O café arábica representa 74,2% da produção total do Paísapresenta ganho de produção na Zona da Mata Mineira, Paraná, Espírito Santo e Rio de Janeiro. Para esta safra, estima-se que sejam colhidas 31,3 milhões de sacas

 

A Zona da Mata está em ano de bienalidade positiva e, apesar das condições climáticas adversas, a produtividade é satisfatória. No Paraná, a produção recupera-se das condições climáticas adversas, principalmente em razão das baixas temperaturas, que afetaram a safra 2014. no Espírito Santo, a produção é superior à safra anterior, mesmo sendo afetada pelas condições climáticas adversas nessa safra.

Rondônia e Bahia, segundo e terceiro maiores produtores, apresentam ganho de produção de café conilon. Em Rondônia, as condições climáticas foram favoráveis durante todo o ciclo da cultura e na região do Atlântico (BA), apesar de uma baixa restrição hídrica em janeiro/fevereiro, a produção, ainda assim, será superior à da safra 2014, reflexo também do ganho de área de 8,1%.

Com relação ao café arábica, a área plantada no País soma 1.774,1 mil hectares. Para a nova safra, houve um acréscimo de 0,1% (1.815,4 hectares). Minas Gerais concentra a maior área com a espécie, 1.181,3 mil hectares, seguido de São Paulo, com 215,1 mil hectares.

Para o café conilon, o levantamento indica redução de 2,1% na área, estimada em 472,6 mil hectares. Desse total, 432,9 mil hectares estão em produção e 39,7 mil hectares em formação.

O resultado, em período de baixa bienalidade da cultura, representa redução de 7% em relação à produção de 45,34 milhões de sacas obtidas em 2014. Em relação ao levantamento de 44,28 milhões de sacas, divulgado em maio, observa-se uma redução de 4,8%, o que corresponde a menos 2,1 milhões de sacas. Essa se deve, principalmente, à queda na carga produtiva de café em coco, mensurada por ocasião da colheita, além da redução no rendimento do café no beneficiamento.

 

Ainda, nestes últimos dias o Ministério da Agricultura, Pecuária e Abastecimento (Mapa) liberou R$ 201,5 milhões para a linha de financiamento de custeio às instituições financeiras que operam com Fundo de Defesa da Economia Cafeeira (Funcafé).

Desde o dia 1º de outubro até o 28 de fevereiro do próximo ano (2016), os cafeicultores e as cooperativas podem contratar o crédito disponível nos bancos. O prazo poderá ser estendido até 31 de julho, desde que o orçamento contenha verba para as atividades de colheita.

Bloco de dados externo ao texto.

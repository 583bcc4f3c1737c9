use std::collections::HashMap;
use std::net::SocketAddr;
use std::path::{Path, PathBuf};
use std::time::Duration;

use anyhow::{bail, ensure, Result};
use config::{Config, ConfigError, Environment, File};
use serde::Deserialize;

use crate::cli::{Cli, LogFormat};

fn default_log_format() -> LogFormat {
    LogFormat::Json
}

fn default_client_timeout() -> u64 {
    30
}

fn default_request_timeout() -> u64 {
    30
}

fn default_upstream_connect_timeout() -> u64 {
    5
}

fn default_upstream_timeout() -> u64 {
    60
}

fn default_max_header_size() -> usize {
    32 * 1024
}

fn default_max_response_header_size() -> usize {
    32 * 1024
}

fn default_event_buffer_capacity() -> usize {
    1024
}

#[derive(Debug, Clone, Deserialize)]
pub struct Settings {
    /// Data-plane listener terminating tenant traffic.
    pub listen: SocketAddr,
    /// Admin-plane listener for the configuration API.
    pub api_listen: SocketAddr,
    #[serde(default)]
    pub metrics_listen: Option<SocketAddr>,
    /// Directory holding the per-tenant SQLite databases.
    pub data_dir: PathBuf,
    #[serde(default = "default_log_format")]
    pub log: LogFormat,
    #[serde(default = "default_client_timeout")]
    pub client_timeout: u64,
    /// Whole-request deadline enforced at every suspension point.
    #[serde(default = "default_request_timeout")]
    pub request_timeout: u64,
    #[serde(default = "default_upstream_connect_timeout")]
    pub upstream_connect_timeout: u64,
    #[serde(default = "default_upstream_timeout")]
    pub upstream_timeout: u64,
    #[serde(default = "default_max_header_size")]
    pub max_header_size: usize,
    #[serde(default = "default_max_response_header_size")]
    pub max_response_header_size: usize,
    #[serde(default = "default_event_buffer_capacity")]
    pub event_buffer_capacity: usize,
    /// Service-origin bindings: service name → base URL.
    #[serde(default)]
    pub service_bindings: HashMap<String, String>,
}

impl Settings {
    pub fn load(cli: &Cli) -> Result<Self> {
        let mut builder = Config::builder();
        let config_path = resolve_config_path(cli)?;

        builder = builder.add_source(File::from(config_path.clone()).required(true));
        builder = builder.add_source(
            Environment::with_prefix("HOSTGUARD")
                .separator("__")
                .try_parsing(true),
        );

        let cfg = builder.build().map_err(to_anyhow)?;
        let mut settings: Settings = cfg.try_deserialize().map_err(to_anyhow)?;
        settings.apply_base_dir(&config_path);
        settings.validate()?;
        Ok(settings)
    }

    pub fn client_timeout(&self) -> Duration {
        Duration::from_secs(self.client_timeout)
    }

    pub fn request_timeout(&self) -> Duration {
        Duration::from_secs(self.request_timeout)
    }

    pub fn upstream_connect_timeout(&self) -> Duration {
        Duration::from_secs(self.upstream_connect_timeout)
    }

    pub fn upstream_timeout(&self) -> Duration {
        Duration::from_secs(self.upstream_timeout)
    }

    fn apply_base_dir(&mut self, config_path: &Path) {
        let base_dir = config_path
            .parent()
            .filter(|dir| !dir.as_os_str().is_empty())
            .unwrap_or_else(|| Path::new("."));
        self.data_dir = absolutize(&self.data_dir, base_dir);
    }

    pub fn validate(&self) -> Result<()> {
        ensure!(
            self.client_timeout > 0,
            "client_timeout must be greater than 0 seconds (got {})",
            self.client_timeout
        );
        ensure!(
            self.request_timeout > 0,
            "request_timeout must be greater than 0 seconds (got {})",
            self.request_timeout
        );
        ensure!(
            self.upstream_connect_timeout > 0,
            "upstream_connect_timeout must be greater than 0 seconds (got {})",
            self.upstream_connect_timeout
        );
        ensure!(
            self.upstream_timeout > 0,
            "upstream_timeout must be greater than 0 seconds (got {})",
            self.upstream_timeout
        );
        ensure!(
            self.max_header_size > 0,
            "max_header_size must be greater than 0 (got {})",
            self.max_header_size
        );
        ensure!(
            self.max_response_header_size > 0,
            "max_response_header_size must be greater than 0 (got {})",
            self.max_response_header_size
        );
        ensure!(
            self.event_buffer_capacity > 0,
            "event_buffer_capacity must be greater than 0 (got {})",
            self.event_buffer_capacity
        );
        for (name, url) in &self.service_bindings {
            ensure!(
                url.starts_with("http://"),
                "service binding '{name}' must be a plain http URL (got '{url}')"
            );
        }
        Ok(())
    }
}

fn to_anyhow(err: ConfigError) -> anyhow::Error {
    anyhow::anyhow!(err)
}

fn resolve_config_path(cli: &Cli) -> Result<PathBuf> {
    if let Some(path) = cli.config.as_deref() {
        return Ok(path.to_path_buf());
    }

    for candidate in default_config_candidates() {
        if candidate.exists() {
            return Ok(candidate);
        }
    }

    bail!(
        "no configuration file provided via --config and none found in default locations: {}",
        default_config_candidates()
            .iter()
            .map(|p| p.display().to_string())
            .collect::<Vec<_>>()
            .join(", ")
    );
}

fn default_config_candidates() -> [PathBuf; 2] {
    [
        PathBuf::from("/etc/hostguard/hostguard.toml"),
        PathBuf::from("hostguard.toml"),
    ]
}

fn absolutize(path: &Path, base: &Path) -> PathBuf {
    if path.is_absolute() {
        path.to_path_buf()
    } else {
        base.join(path)
    }
}


#[cfg(test)]
mod tests {
    use super::test_support::settings_for_tests;

    #[test]
    fn baseline_settings_validate() {
        assert!(settings_for_tests().validate().is_ok());
    }

    #[test]
    fn zero_timeouts_are_rejected() {
        let mut settings = settings_for_tests();
        settings.request_timeout = 0;
        assert!(settings.validate().is_err());

        let mut settings = settings_for_tests();
        settings.client_timeout = 0;
        assert!(settings.validate().is_err());
    }

    #[test]
    fn non_http_service_binding_is_rejected() {
        let mut settings = settings_for_tests();
        settings
            .service_bindings
            .insert("billing".into(), "https://billing.internal".into());
        assert!(settings.validate().is_err());
    }
}
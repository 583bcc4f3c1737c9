pub mod codec;
pub mod listener;
pub mod origin;
pub mod respond;
pub mod server;

use std::sync::Arc;

use anyhow::Result;

use crate::pipeline::Pipeline;
use crate::settings::Settings;

/// Everything a data-plane connection needs, cloned per accepted socket.
#[derive(Clone)]
pub struct AppContext {
    pub settings: Arc<Settings>,
    pub pipeline: Arc<Pipeline>,
}

impl AppContext {
    pub fn new(settings: Arc<Settings>, pipeline: Arc<Pipeline>) -> Self {
        Self { settings, pipeline }
    }
}

pub async fn run(app: AppContext) -> Result<()> {
    listener::start_listener(app).await
}
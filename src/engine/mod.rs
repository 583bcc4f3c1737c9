pub mod eval;
pub mod fields;
pub mod model;
mod regex_cache;

pub use eval::{evaluate_rules, Outcome};
pub use fields::{is_known_field, project, FieldMap, FieldValue};
pub use model::{Action, Operator, Predicate, Rule};
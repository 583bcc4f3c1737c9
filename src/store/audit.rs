use anyhow::Result;
use async_trait::async_trait;
use serde::Serialize;
use serde_json::Value;
use time::OffsetDateTime;

/// One configuration change, captured after its transaction committed.
#[derive(Debug, Clone, Serialize)]
pub struct AuditRecord {
    pub actor: String,
    /// Owning tenant: `global` or a route id.
    pub context: String,
    /// Dotted verb, e.g. `rule.create`, `route.delete`.
    pub action: String,
    pub target_id: String,
    pub before: Option<Value>,
    pub after: Option<Value>,
    #[serde(with = "time::serde::rfc3339")]
    pub at: OffsetDateTime,
}

impl AuditRecord {
    pub fn new(
        actor: &str,
        context: String,
        action: &str,
        target_id: &str,
        before: Option<Value>,
        after: Option<Value>,
    ) -> Self {
        Self {
            actor: actor.to_string(),
            context,
            action: action.to_string(),
            target_id: target_id.to_string(),
            before,
            after,
            at: OffsetDateTime::now_utc(),
        }
    }
}

/// Append-only audit destination. Retry discipline belongs to the sink; the
/// store only logs emission failures.
#[async_trait]
pub trait AuditSink: Send + Sync {
    async fn append(&self, record: AuditRecord) -> Result<()>;
}

/// Default sink: structured record on the `audit_log` tracing target.
pub struct TracingAuditSink;

#[async_trait]
impl AuditSink for TracingAuditSink {
    async fn append(&self, record: AuditRecord) -> Result<()> {
        let payload = serde_json::to_string(&record)?;
        tracing::info!(
            target: "audit_log",
            actor = %record.actor,
            context = %record.context,
            action = %record.action,
            target_id = %record.target_id,
            record = %payload,
            "configuration change"
        );
        Ok(())
    }
}

#[cfg(test)]
pub(crate) mod test_support {
    use super::*;
    use parking_lot::Mutex;
    use std::sync::Arc;

    /// Captures records for assertions instead of logging them.
    #[derive(Default)]
    pub struct RecordingAuditSink {
        pub records: Arc<Mutex<Vec<AuditRecord>>>,
    }

    #[async_trait]
    impl AuditSink for RecordingAuditSink {
        async fn append(&self, record: AuditRecord) -> Result<()> {
            self.records.lock().push(record);
            Ok(())
        }
    }
}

Os recursos foram destinados para o Banco do Brasil, Rabobank, Coopacredi, Credivar e Bradesco.

 

Vale ainda acrescentar que o financiamento do custeio das lavouras de café é destinado aos tratos culturais, incluindo as despesas com aquisição de insumos, mão de obra, operações com máquinas e equipamentos, aplicação de herbicidas, arruação, transporte para o terreiro e secagem.